I don't think you can redirect a POST (as a POST). Browsers just won't POST the data again.
You'd have to output some HTML with Javascript to make the browser rePOST the data to the new URL.
Or instead of redirecting, have some server-side code accept the POST data first and then dispatch it somehow (maybe be redirecting with an indentifying token in the URL) internally.
Or if the data is short, re-write the URL to include the data as query parameters.
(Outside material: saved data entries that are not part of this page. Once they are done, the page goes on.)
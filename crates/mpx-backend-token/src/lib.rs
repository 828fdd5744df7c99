// SPDX-License-Identifier: MIT OR Apache-2.0
//! Backends whose upload tokens come from the credential sidecar.
//!
//! Qiyu hands out one-shot upload tokens that only a real browser session
//! can mint; nami accepts a long-lived auth token but expires it without
//! warning. Both upload as multipart with the token in a header, and both
//! evict their cached token the moment the server rejects it.

#![deny(unsafe_code)]
#![warn(missing_docs)]

use async_trait::async_trait;
use mpx_backend::{Backend, Probe, UploadRequest, ValidationReport, shared_client};
use mpx_backend_social::multipart::{json_path, post_multipart};
use mpx_config::{BackendConfig, UserConfig};
use mpx_core::{BackendId, UploadResult};
use mpx_error::UploadError;
use mpx_sidecar::{FetcherClient, TokenCache};
use std::collections::BTreeMap;
use std::sync::Arc;
use std::time::{Duration, Instant};
use tracing::debug;

/// Source of short-lived upload tokens.
///
/// The production implementation shells out to the fetcher sidecar; tests
/// substitute a canned source.
#[async_trait]
pub trait TokenSource: Send + Sync {
    /// Produce a token for `backend_id`, given its config entry as JSON.
    async fn acquire(
        &self,
        backend_id: BackendId,
        config: &serde_json::Value,
    ) -> Result<String, UploadError>;

    /// Forget any cached token for `backend_id`.
    fn invalidate(&self, backend_id: BackendId);
}

/// Sidecar-backed [`TokenSource`] with a TTL cache.
pub struct SidecarTokenSource {
    client: FetcherClient,
    cache: TokenCache,
}

impl SidecarTokenSource {
    /// Build around a fetcher client.
    pub fn new(client: FetcherClient) -> Self {
        Self {
            client,
            cache: TokenCache::new(),
        }
    }
}

#[async_trait]
impl TokenSource for SidecarTokenSource {
    async fn acquire(
        &self,
        backend_id: BackendId,
        config: &serde_json::Value,
    ) -> Result<String, UploadError> {
        if let Some(token) = self.cache.get(backend_id) {
            debug!(backend = %backend_id, "using cached upload token");
            return Ok(token);
        }
        let grant = self
            .client
            .fetch_token(backend_id, config)
            .await
            .map_err(|e| e.into_upload_error(backend_id))?;
        let now_ms = std::time::SystemTime::now()
            .duration_since(std::time::UNIX_EPOCH)
            .map(|d| d.as_millis() as i64)
            .unwrap_or(0);
        let ttl_ms = (grant.expires_ms - now_ms).max(0) as u64;
        self.cache
            .put(backend_id, grant.token.clone(), Duration::from_millis(ttl_ms));
        Ok(grant.token)
    }

    fn invalidate(&self, backend_id: BackendId) {
        self.cache.evict(backend_id);
    }
}

/// Protocol description of one token-dance site.
#[derive(Debug, Clone)]
struct TokenSiteSpec {
    id: BackendId,
    upload_url: &'static str,
    token_header: &'static str,
    file_field: &'static str,
    url_path: &'static [&'static str],
}

const QIYU: TokenSiteSpec = TokenSiteSpec {
    id: BackendId::Qiyu,
    upload_url: "https://qiyukf.com/webapi/file/upload",
    token_header: "Token",
    file_field: "file",
    url_path: &["url"],
};

const NAMI: TokenSiteSpec = TokenSiteSpec {
    id: BackendId::Nami,
    upload_url: "https://apng.onlinewebfonts.com/api/upload",
    token_header: "Auth-Token",
    file_field: "file",
    url_path: &["data", "url"],
};

/// Token-dance backend (qiyu, nami).
pub struct TokenBackend {
    spec: TokenSiteSpec,
    config_entry: serde_json::Value,
    configured_token: Option<String>,
    client: reqwest::Client,
    source: Arc<dyn TokenSource>,
    upload_url: String,
}

impl std::fmt::Debug for TokenBackend {
    fn fmt(&self, f: &mut std::fmt::Formatter<'_>) -> std::fmt::Result {
        f.debug_struct("TokenBackend")
            .field("spec", &self.spec)
            .field("config_entry", &self.config_entry)
            .field("configured_token", &self.configured_token)
            .field("client", &self.client)
            .field("upload_url", &self.upload_url)
            .finish()
    }
}

impl TokenBackend {
    /// Build from the config snapshot.
    ///
    /// Nami with a configured `auth_token` never consults the sidecar; qiyu
    /// always does.
    pub fn from_config(
        id: BackendId,
        config: &UserConfig,
        source: Arc<dyn TokenSource>,
    ) -> Result<Self, UploadError> {
        let spec = match id {
            BackendId::Qiyu => QIYU,
            BackendId::Nami => NAMI,
            other => return Err(UploadError::UnknownBackend { backend_id: other }),
        };
        let (entry, configured_token) = match config.backend(id) {
            Some(entry @ BackendConfig::Qiyu(_)) => (entry, None),
            Some(entry @ BackendConfig::Nami(p)) => {
                let token = Some(p.auth_token.clone()).filter(|t| !t.trim().is_empty());
                (entry, token)
            }
            _ => return Err(UploadError::NoConfiguredBackend),
        };
        let config_entry = serde_json::to_value(entry).map_err(|e| UploadError::Unknown {
            message: format!("config entry not serialisable: {e}"),
        })?;
        let upload_url = spec.upload_url.to_string();
        Ok(Self {
            spec,
            config_entry,
            configured_token,
            client: shared_client().clone(),
            source,
            upload_url,
        })
    }

    /// Override the upload endpoint; used by tests.
    pub fn with_upload_url(mut self, url: impl Into<String>) -> Self {
        self.upload_url = url.into();
        self
    }

    async fn token(&self) -> Result<String, UploadError> {
        if let Some(token) = &self.configured_token {
            return Ok(token.clone());
        }
        self.source.acquire(self.spec.id, &self.config_entry).await
    }
}

#[async_trait]
impl Backend for TokenBackend {
    fn id(&self) -> BackendId {
        self.spec.id
    }

    fn validate(&self) -> ValidationReport {
        match self.spec.id {
            // Nami must carry a non-empty auth token.
            BackendId::Nami if self.configured_token.is_none() => {
                ValidationReport::fail_one("nami config is missing auth token")
            }
            // Qiyu needs nothing up front; the sidecar does the dance.
            _ => ValidationReport::ok(),
        }
    }

    async fn test_connection(&self) -> Result<Probe, UploadError> {
        // Token acquisition is the round-trip that can fail; a succeeding
        // acquisition proves both the sidecar and the session.
        let started = Instant::now();
        let fut = self.token();
        let token = tokio::time::timeout(mpx_backend::PROBE_TIMEOUT, fut)
            .await
            .map_err(|_| UploadError::Timeout {
                stage: mpx_error::TimeoutStage::Request,
            })??;
        if token.is_empty() {
            return Err(UploadError::CredentialExpired {
                backend_id: self.spec.id,
            });
        }
        Ok(Probe {
            latency_ms: started.elapsed().as_millis() as u64,
        })
    }

    async fn upload(&self, req: UploadRequest) -> Result<UploadResult, UploadError> {
        let size = tokio::fs::metadata(&req.file_path)
            .await
            .map_err(|e| UploadError::file_system("stat", &req.file_path, e))?
            .len();
        let token = self.token().await?;

        let outcome = post_multipart(
            self.spec.id,
            &self.client,
            &self.upload_url,
            self.spec.file_field,
            &[],
            &[(self.spec.token_header.to_string(), token)],
            &req,
            true,
        )
        .await;

        let body = match outcome {
            Ok(body) => body,
            Err(err) => {
                if matches!(err, UploadError::CredentialExpired { .. }) {
                    self.source.invalidate(self.spec.id);
                }
                return Err(err);
            }
        };

        let value: serde_json::Value = serde_json::from_str(&body)
            .map_err(|_| UploadError::protocol(self.spec.id, "response is not JSON"))?;
        let url = json_path(&value, self.spec.url_path)
            .and_then(|v| v.as_str())
            .ok_or_else(|| {
                UploadError::protocol(
                    self.spec.id,
                    format!("no URL at {:?} in response", self.spec.url_path),
                )
            })?
            .to_string();

        Ok(UploadResult {
            backend_id: self.spec.id,
            file_key: url.clone(),
            url,
            size_bytes: size,
            width: None,
            height: None,
            metadata: BTreeMap::new(),
        })
    }

    fn public_url(&self, result: &UploadResult) -> String {
        result.url.clone()
    }
}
Something along the lines of following should work, I'm not around an apache instance at the moment so regex is not tried but please check the rewrite log and see how it behaves.
RewriteEngine On
RewriteLog /var/log/httpd/rewrite.log
RewriteLogLevel 9
RewriteCond %{REQUEST_URI} /sample/HostChange/Submit
RewriteRule ^/sample/HostChange/Submit(.*) /event/$1 [P,L]
I some kind of the same problem, for me it helped not to really redirect the request, but to rewrite it. I don't now if this is applicable to your problem.